Task objective :: The entries follow. Copy every line in which "controller" appears.

Collected data:
• • • •

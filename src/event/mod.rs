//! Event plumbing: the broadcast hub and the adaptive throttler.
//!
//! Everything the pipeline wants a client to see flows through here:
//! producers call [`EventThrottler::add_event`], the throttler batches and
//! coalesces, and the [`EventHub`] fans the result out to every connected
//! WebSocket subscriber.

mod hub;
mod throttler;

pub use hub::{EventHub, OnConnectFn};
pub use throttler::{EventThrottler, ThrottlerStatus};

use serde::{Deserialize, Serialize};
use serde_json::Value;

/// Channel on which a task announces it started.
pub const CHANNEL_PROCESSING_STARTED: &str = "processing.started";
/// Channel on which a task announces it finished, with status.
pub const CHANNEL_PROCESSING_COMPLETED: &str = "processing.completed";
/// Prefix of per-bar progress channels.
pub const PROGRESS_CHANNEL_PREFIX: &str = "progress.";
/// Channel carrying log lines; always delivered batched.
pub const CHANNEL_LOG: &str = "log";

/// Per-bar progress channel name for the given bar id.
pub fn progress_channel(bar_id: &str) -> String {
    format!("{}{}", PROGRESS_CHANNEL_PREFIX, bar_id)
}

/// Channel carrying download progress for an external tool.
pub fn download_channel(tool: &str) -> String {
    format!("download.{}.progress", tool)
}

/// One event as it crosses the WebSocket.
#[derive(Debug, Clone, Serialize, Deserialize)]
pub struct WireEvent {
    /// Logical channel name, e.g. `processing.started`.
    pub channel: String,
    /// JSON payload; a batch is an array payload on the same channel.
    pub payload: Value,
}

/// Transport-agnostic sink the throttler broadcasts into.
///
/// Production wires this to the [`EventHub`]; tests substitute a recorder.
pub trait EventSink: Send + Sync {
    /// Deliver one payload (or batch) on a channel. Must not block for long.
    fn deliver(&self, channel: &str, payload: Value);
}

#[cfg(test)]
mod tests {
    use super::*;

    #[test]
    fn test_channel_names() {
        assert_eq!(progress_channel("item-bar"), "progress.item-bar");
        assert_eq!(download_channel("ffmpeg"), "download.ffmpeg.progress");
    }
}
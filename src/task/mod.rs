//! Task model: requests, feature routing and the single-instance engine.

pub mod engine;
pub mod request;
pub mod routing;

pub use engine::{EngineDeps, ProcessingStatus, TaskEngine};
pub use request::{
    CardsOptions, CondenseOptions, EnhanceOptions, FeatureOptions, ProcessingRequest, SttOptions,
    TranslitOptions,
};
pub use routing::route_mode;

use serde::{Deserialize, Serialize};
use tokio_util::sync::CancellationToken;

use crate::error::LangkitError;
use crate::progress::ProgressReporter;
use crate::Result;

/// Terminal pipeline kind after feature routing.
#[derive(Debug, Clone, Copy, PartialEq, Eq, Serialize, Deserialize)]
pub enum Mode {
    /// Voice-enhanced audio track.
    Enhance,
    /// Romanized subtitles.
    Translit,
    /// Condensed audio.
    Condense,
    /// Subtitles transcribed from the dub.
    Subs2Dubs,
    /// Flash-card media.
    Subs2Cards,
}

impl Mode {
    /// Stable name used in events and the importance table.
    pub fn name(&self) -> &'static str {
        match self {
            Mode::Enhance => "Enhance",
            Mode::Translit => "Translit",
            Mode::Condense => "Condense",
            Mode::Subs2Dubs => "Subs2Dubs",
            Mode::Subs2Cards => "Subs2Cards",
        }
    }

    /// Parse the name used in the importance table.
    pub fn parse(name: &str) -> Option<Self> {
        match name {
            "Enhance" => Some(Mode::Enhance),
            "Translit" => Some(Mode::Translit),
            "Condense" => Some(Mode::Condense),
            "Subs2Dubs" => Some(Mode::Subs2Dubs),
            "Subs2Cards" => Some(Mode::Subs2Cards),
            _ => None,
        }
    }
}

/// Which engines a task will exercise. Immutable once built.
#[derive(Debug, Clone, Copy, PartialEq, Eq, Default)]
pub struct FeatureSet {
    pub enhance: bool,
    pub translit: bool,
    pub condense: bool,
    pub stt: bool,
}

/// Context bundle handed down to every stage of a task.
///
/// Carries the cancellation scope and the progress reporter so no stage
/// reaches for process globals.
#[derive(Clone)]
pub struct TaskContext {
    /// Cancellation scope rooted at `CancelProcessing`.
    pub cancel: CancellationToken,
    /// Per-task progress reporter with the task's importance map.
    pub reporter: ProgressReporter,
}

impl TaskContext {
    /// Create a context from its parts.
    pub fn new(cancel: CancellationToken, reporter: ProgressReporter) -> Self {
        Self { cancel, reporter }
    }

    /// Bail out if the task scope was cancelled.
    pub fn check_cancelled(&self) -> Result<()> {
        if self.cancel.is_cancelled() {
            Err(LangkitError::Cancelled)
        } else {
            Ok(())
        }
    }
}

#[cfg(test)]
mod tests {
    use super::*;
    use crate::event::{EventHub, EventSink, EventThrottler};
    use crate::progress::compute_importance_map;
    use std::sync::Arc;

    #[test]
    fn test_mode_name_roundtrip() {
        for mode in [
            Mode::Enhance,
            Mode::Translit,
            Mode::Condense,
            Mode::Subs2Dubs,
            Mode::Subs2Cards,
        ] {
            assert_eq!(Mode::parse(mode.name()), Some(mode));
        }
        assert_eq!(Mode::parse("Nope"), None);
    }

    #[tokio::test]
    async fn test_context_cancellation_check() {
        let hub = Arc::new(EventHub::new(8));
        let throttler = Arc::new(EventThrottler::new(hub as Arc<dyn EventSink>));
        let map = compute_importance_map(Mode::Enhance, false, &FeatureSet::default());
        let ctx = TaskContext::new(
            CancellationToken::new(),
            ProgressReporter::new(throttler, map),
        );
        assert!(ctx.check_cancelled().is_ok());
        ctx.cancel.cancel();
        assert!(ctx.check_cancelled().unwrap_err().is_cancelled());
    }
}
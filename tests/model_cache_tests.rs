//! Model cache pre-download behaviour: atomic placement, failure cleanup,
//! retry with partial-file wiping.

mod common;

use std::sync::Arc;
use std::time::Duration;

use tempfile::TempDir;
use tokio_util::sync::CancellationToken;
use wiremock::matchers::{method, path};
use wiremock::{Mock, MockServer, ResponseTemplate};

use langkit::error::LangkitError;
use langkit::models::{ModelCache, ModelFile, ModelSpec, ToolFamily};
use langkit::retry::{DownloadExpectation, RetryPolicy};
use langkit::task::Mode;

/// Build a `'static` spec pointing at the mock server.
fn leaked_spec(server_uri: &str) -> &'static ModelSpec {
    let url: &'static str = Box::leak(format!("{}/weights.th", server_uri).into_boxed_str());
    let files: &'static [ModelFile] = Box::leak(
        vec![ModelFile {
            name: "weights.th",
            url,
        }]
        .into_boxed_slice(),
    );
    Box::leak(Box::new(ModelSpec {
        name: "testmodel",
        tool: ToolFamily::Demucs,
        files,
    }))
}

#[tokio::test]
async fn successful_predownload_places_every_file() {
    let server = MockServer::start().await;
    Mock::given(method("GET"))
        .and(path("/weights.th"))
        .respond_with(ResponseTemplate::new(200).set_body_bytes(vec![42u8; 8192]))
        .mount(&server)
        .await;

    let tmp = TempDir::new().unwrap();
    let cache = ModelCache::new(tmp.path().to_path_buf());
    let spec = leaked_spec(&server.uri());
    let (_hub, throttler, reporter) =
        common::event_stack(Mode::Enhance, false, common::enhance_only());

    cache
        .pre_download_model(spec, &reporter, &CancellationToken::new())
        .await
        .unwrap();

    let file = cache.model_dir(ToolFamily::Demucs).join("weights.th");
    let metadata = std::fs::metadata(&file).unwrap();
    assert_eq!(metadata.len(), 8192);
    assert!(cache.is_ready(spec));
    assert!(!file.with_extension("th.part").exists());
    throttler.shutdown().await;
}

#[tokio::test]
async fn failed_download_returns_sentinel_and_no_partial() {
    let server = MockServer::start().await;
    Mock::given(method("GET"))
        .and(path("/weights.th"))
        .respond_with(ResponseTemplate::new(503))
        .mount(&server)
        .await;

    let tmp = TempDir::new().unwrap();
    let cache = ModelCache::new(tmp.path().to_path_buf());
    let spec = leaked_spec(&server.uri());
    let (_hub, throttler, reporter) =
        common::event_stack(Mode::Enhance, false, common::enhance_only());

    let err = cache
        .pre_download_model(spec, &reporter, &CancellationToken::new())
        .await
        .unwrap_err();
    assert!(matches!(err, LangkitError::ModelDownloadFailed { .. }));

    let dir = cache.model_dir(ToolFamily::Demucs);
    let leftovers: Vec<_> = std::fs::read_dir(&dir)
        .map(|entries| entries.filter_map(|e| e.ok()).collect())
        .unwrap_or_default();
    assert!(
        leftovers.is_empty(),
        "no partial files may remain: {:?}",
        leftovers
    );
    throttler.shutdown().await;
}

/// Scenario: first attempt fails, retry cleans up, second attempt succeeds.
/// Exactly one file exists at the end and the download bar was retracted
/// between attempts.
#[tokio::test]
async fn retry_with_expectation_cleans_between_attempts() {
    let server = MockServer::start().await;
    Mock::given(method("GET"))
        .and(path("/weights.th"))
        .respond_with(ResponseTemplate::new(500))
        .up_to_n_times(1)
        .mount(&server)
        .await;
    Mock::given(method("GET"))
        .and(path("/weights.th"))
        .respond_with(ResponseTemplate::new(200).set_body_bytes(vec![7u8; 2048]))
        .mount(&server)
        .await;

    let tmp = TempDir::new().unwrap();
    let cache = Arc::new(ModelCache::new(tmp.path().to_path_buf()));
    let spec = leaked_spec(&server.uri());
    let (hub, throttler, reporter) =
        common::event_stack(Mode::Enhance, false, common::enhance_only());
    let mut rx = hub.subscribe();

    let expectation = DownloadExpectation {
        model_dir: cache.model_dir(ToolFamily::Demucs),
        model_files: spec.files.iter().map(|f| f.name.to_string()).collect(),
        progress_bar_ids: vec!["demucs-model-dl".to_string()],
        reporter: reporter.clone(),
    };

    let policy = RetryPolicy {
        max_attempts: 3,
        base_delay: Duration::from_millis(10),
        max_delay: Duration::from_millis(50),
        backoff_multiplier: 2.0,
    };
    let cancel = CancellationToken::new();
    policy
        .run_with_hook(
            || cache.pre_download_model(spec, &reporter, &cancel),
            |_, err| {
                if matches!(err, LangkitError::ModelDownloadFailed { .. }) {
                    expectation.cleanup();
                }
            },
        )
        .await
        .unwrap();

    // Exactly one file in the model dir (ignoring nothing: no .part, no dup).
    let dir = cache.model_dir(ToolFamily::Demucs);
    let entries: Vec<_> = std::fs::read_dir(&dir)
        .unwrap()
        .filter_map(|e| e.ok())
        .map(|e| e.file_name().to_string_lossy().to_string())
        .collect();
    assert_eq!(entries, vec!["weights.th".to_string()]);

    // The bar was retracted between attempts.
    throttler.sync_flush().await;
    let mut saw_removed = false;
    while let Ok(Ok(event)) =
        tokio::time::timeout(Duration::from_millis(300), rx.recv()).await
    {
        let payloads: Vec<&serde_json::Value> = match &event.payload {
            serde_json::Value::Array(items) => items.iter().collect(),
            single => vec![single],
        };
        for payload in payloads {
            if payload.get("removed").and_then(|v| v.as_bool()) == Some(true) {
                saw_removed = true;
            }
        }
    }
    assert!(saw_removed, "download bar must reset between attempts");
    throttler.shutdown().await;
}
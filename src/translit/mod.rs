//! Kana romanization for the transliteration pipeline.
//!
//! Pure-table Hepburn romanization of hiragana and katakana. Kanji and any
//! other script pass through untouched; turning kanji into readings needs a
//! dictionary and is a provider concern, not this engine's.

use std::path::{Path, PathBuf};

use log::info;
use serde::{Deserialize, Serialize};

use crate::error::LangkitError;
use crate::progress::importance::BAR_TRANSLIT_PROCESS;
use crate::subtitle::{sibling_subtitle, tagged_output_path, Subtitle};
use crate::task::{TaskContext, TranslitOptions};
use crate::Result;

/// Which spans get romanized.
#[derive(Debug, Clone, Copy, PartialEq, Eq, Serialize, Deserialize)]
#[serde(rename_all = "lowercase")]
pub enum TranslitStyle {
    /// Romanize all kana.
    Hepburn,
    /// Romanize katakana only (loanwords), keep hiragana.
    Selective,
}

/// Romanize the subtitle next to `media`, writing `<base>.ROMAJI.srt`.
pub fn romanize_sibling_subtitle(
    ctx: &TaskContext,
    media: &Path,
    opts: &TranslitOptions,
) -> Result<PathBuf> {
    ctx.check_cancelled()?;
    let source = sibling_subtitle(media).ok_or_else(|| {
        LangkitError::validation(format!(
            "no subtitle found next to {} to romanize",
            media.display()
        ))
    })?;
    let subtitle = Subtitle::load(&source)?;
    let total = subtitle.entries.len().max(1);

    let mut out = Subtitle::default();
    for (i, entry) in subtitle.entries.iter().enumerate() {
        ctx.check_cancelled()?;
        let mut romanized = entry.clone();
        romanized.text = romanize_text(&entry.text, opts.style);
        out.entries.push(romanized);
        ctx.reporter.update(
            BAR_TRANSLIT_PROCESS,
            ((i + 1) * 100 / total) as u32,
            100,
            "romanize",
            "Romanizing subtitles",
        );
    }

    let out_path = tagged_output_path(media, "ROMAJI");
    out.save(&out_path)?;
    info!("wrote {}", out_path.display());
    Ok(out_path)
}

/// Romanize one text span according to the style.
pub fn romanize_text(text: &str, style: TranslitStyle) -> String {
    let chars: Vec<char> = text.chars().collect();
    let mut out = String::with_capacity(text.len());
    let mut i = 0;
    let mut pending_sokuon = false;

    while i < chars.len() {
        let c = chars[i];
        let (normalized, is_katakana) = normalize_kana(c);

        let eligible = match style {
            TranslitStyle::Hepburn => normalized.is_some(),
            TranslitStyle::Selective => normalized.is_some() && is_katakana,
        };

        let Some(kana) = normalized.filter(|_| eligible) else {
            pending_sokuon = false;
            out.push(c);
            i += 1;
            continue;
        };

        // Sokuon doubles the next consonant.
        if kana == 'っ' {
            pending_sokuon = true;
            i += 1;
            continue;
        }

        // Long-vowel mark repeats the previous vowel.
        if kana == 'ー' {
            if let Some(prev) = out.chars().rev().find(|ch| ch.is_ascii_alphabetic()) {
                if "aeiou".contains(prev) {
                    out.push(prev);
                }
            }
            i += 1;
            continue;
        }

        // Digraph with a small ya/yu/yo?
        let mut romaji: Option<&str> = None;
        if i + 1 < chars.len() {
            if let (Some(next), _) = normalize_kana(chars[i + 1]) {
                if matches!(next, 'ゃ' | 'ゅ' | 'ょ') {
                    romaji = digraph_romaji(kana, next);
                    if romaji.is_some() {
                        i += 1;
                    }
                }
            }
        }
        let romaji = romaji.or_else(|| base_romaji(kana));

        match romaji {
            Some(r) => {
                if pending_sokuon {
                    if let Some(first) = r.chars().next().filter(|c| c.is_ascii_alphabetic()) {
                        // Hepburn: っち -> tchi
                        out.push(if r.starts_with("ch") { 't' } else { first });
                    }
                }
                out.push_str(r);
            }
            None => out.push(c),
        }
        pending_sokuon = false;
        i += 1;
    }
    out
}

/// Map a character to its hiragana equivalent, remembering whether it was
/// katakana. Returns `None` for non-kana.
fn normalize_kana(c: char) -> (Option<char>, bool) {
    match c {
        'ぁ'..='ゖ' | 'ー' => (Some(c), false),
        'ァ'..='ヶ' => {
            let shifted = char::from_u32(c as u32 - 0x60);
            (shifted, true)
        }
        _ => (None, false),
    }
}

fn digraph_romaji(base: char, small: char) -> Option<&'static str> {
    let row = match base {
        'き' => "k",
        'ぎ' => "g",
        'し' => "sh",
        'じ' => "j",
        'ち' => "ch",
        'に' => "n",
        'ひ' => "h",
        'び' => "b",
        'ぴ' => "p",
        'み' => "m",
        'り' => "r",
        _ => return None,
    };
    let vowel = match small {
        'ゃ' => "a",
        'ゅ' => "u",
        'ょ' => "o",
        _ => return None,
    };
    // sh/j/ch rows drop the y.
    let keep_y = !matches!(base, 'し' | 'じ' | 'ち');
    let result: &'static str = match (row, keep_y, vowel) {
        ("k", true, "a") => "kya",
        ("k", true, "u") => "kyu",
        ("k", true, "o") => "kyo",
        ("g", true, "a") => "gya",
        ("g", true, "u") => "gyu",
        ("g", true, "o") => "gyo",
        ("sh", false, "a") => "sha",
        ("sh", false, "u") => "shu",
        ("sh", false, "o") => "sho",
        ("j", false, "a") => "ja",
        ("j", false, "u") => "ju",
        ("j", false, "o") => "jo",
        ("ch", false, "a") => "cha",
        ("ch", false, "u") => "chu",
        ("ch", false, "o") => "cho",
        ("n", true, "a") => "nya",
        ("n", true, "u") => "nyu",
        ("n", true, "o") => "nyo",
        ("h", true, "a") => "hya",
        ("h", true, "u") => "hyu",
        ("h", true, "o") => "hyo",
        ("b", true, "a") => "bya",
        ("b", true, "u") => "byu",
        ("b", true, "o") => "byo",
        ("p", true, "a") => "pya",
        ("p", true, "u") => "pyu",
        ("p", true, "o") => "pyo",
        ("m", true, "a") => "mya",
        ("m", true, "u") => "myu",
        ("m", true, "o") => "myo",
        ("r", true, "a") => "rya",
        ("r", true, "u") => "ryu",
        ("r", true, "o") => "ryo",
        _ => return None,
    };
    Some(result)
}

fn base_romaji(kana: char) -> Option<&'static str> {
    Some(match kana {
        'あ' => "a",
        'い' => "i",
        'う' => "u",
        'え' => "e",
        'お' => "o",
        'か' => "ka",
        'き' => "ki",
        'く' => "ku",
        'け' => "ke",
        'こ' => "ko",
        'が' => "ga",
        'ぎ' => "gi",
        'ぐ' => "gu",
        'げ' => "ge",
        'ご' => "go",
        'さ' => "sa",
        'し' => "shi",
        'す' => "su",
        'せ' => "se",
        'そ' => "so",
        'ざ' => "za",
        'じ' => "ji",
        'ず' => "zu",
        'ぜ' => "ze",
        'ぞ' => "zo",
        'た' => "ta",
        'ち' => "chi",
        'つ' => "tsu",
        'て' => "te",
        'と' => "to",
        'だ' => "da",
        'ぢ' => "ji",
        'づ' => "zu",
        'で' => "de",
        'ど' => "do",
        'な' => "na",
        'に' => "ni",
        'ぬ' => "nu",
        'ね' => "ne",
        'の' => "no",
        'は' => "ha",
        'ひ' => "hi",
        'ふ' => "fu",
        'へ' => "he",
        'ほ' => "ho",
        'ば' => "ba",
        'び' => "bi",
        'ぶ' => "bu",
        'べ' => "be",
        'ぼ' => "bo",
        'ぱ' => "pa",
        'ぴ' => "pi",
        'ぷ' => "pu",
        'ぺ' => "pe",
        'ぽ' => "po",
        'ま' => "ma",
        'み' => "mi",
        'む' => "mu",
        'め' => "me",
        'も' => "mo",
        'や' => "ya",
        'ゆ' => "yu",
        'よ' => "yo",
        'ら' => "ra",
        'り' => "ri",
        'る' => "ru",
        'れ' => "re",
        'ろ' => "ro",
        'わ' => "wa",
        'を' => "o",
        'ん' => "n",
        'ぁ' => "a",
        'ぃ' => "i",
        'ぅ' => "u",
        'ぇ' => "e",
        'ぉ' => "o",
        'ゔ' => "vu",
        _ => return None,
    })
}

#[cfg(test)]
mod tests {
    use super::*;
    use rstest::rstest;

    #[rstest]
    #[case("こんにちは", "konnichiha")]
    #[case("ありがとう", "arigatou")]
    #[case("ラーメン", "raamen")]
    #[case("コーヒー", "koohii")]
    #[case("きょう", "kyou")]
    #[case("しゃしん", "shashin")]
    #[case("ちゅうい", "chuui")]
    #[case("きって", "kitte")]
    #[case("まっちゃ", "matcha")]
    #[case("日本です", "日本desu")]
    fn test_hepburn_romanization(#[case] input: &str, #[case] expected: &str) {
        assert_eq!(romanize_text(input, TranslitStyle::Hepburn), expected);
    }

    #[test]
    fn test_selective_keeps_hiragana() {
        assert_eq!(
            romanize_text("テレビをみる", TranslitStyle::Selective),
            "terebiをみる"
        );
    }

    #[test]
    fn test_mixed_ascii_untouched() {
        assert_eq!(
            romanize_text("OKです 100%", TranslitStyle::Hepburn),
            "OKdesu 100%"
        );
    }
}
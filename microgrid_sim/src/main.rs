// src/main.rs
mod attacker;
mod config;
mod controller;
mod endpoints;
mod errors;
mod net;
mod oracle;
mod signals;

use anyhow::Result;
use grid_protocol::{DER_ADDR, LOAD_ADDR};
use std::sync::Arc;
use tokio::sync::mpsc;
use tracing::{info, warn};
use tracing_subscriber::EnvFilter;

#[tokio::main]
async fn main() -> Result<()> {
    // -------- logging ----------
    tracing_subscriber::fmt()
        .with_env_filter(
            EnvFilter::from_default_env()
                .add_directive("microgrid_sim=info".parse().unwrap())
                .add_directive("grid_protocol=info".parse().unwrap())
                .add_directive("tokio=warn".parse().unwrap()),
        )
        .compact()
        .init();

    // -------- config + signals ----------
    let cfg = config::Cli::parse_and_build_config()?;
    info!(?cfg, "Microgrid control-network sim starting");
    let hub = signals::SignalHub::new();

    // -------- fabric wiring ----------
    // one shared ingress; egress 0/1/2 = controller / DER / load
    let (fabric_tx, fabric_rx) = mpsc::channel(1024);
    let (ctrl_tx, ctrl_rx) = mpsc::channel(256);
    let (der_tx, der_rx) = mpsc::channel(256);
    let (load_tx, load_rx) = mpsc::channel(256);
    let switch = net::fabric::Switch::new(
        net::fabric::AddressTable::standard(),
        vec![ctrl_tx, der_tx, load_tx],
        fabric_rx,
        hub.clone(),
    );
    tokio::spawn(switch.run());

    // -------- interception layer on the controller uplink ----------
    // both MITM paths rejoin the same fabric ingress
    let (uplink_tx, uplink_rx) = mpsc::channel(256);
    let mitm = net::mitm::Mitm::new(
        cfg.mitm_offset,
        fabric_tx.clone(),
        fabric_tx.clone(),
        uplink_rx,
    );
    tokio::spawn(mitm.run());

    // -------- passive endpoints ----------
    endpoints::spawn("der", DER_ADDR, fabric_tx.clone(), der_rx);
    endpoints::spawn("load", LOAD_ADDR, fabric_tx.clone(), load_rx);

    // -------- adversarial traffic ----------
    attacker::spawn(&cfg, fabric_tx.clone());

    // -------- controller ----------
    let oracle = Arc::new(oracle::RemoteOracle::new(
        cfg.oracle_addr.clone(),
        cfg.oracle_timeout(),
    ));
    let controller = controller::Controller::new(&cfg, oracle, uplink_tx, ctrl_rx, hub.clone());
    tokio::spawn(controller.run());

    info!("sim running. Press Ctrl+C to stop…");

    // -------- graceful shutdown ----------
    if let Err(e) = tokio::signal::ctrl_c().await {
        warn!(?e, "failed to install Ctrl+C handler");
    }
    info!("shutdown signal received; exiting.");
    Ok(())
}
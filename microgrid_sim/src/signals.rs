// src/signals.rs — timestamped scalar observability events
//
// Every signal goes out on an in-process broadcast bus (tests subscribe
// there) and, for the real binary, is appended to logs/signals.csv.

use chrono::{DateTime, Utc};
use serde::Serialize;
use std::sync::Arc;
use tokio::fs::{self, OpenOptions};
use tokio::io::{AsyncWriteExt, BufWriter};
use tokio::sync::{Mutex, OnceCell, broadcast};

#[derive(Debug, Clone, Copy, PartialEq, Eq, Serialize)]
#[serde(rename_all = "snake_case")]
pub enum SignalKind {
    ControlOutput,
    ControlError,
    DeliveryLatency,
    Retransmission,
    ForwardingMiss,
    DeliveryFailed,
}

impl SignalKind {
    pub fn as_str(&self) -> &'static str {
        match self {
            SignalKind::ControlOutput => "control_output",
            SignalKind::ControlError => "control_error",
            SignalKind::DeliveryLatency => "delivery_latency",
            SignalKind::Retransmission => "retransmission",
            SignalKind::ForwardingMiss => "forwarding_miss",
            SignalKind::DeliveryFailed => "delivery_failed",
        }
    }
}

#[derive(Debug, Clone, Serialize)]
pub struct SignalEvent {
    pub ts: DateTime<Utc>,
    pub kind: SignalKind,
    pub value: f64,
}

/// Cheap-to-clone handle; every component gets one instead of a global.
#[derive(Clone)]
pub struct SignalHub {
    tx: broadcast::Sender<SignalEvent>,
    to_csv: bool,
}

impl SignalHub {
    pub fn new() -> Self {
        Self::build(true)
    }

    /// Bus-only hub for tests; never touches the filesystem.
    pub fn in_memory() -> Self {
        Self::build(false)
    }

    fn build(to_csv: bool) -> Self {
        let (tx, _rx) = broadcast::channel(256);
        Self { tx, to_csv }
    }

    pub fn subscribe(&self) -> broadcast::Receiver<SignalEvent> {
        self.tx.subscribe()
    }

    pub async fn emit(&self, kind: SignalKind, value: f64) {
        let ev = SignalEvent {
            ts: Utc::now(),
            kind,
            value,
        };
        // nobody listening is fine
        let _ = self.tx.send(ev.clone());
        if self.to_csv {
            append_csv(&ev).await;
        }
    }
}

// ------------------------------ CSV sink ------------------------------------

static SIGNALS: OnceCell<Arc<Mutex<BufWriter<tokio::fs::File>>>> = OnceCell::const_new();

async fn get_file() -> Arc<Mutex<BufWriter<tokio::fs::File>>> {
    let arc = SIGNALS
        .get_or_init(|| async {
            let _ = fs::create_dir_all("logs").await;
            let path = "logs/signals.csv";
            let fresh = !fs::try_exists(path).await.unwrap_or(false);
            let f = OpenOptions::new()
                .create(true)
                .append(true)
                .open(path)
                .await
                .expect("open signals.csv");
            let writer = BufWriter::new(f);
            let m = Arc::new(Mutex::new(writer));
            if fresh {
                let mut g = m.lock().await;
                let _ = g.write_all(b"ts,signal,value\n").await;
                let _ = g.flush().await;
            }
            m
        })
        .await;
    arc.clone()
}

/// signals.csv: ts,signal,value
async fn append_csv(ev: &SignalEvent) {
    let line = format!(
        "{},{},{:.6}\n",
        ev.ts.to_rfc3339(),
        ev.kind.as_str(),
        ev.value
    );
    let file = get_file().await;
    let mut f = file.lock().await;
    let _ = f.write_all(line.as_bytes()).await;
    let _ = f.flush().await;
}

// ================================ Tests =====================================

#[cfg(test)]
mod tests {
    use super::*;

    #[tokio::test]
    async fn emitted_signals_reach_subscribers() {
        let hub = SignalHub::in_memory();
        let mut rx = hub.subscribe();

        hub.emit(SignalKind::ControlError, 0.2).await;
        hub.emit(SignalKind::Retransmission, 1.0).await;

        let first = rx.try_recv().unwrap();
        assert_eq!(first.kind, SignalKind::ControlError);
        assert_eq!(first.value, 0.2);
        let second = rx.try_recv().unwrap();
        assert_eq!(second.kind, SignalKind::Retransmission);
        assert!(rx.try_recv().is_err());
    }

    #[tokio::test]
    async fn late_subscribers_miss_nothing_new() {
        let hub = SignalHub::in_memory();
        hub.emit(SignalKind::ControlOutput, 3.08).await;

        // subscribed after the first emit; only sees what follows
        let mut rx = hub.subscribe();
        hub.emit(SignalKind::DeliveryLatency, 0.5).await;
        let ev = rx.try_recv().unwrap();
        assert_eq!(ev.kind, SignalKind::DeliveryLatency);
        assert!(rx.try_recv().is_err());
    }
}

• • • •

Answer area ::
mod controller;
    // one shared ingress; egress 0/1/2 = controller / DER / load
    // -------- interception layer on the controller uplink ----------
    // -------- controller ----------
    let controller = controller::Controller::new(&cfg, oracle, uplink_tx, ctrl_rx, hub.clone());
    tokio::spawn(controller.run());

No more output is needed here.